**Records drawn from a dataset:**

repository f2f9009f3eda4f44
pub mod abbrev;
pub mod commands;
pub mod error;
pub mod output;

pub use commands::*;
pub use output::*;
pub use error::*;
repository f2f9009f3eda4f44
use serde::{Deserialize, Serialize};

/// Pipeline stage (sales funnel position)
///
/// The funnel is a fixed, ordered sequence. Won and Lost sit at the end of
/// the ordering but are ordinary stages: a lead can be dragged out of them
/// again, so nothing here is terminal.
#[derive(Debug, Clone, Copy, PartialEq, Eq, Hash, Serialize, Deserialize)]
#[serde(rename_all = "snake_case")]
pub enum PipelineStage {
    NewLead,
    Contacted,
    Qualified,
    ProposalSent,
    Negotiation,
    Won,
    Lost,
}

impl PipelineStage {
    /// All stages in funnel order. Grouping and rendering iterate this list,
    /// so every stage gets a column even when it holds zero leads.
    pub const ALL: [PipelineStage; 7] = [
        PipelineStage::NewLead,
        PipelineStage::Contacted,
        PipelineStage::Qualified,
        PipelineStage::ProposalSent,
        PipelineStage::Negotiation,
        PipelineStage::Won,
        PipelineStage::Lost,
    ];

    /// Storage slug (database column value, CLI argument form)
    pub fn as_str(&self) -> &'static str {
        match self {
            PipelineStage::NewLead => "new_lead",
            PipelineStage::Contacted => "contacted",
            PipelineStage::Qualified => "qualified",
            PipelineStage::ProposalSent => "proposal_sent",
            PipelineStage::Negotiation => "negotiation",
            PipelineStage::Won => "won",
            PipelineStage::Lost => "lost",
        }
    }

    /// Human-readable name for board headers and notifications
    pub fn display_name(&self) -> &'static str {
        match self {
            PipelineStage::NewLead => "New Lead",
            PipelineStage::Contacted => "Contacted",
            PipelineStage::Qualified => "Qualified",
            PipelineStage::ProposalSent => "Proposal Sent",
            PipelineStage::Negotiation => "Negotiation",
            PipelineStage::Won => "Won",
            PipelineStage::Lost => "Lost",
        }
    }

    pub fn from_str(s: &str) -> Option<Self> {
        match s {
            "new_lead" => Some(PipelineStage::NewLead),
            "contacted" => Some(PipelineStage::Contacted),
            "qualified" => Some(PipelineStage::Qualified),
            "proposal_sent" => Some(PipelineStage::ProposalSent),
            "negotiation" => Some(PipelineStage::Negotiation),
            "won" => Some(PipelineStage::Won),
            "lost" => Some(PipelineStage::Lost),
            _ => None,
        }
    }

    /// Zero-based position in the funnel ordering
    pub fn position(&self) -> usize {
        Self::ALL.iter().position(|s| s == self).unwrap_or(0)
    }
}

**About this task:** Could you set down, word for word, only the lines above from the line with "at the end of" to the line with "pub fn display_name(&self)", including both?

**Result of the task:**
/// The funnel is a fixed, ordered sequence. Won and Lost sit at the end of
/// the ordering but are ordinary stages: a lead can be dragged out of them
/// again, so nothing here is terminal.
#[derive(Debug, Clone, Copy, PartialEq, Eq, Hash, Serialize, Deserialize)]
#[serde(rename_all = "snake_case")]
pub enum PipelineStage {
    NewLead,
    Contacted,
    Qualified,
    ProposalSent,
    Negotiation,
    Won,
    Lost,
}

impl PipelineStage {
    /// All stages in funnel order. Grouping and rendering iterate this list,
    /// so every stage gets a column even when it holds zero leads.
    pub const ALL: [PipelineStage; 7] = [
        PipelineStage::NewLead,
        PipelineStage::Contacted,
        PipelineStage::Qualified,
        PipelineStage::ProposalSent,
        PipelineStage::Negotiation,
        PipelineStage::Won,
        PipelineStage::Lost,
    ];

    /// Storage slug (database column value, CLI argument form)
    pub fn as_str(&self) -> &'static str {
        match self {
            PipelineStage::NewLead => "new_lead",
            PipelineStage::Contacted => "contacted",
            PipelineStage::Qualified => "qualified",
            PipelineStage::ProposalSent => "proposal_sent",
            PipelineStage::Negotiation => "negotiation",
            PipelineStage::Won => "won",
            PipelineStage::Lost => "lost",
        }
    }

    /// Human-readable name for board headers and notifications
    pub fn display_name(&self) -> &'static str {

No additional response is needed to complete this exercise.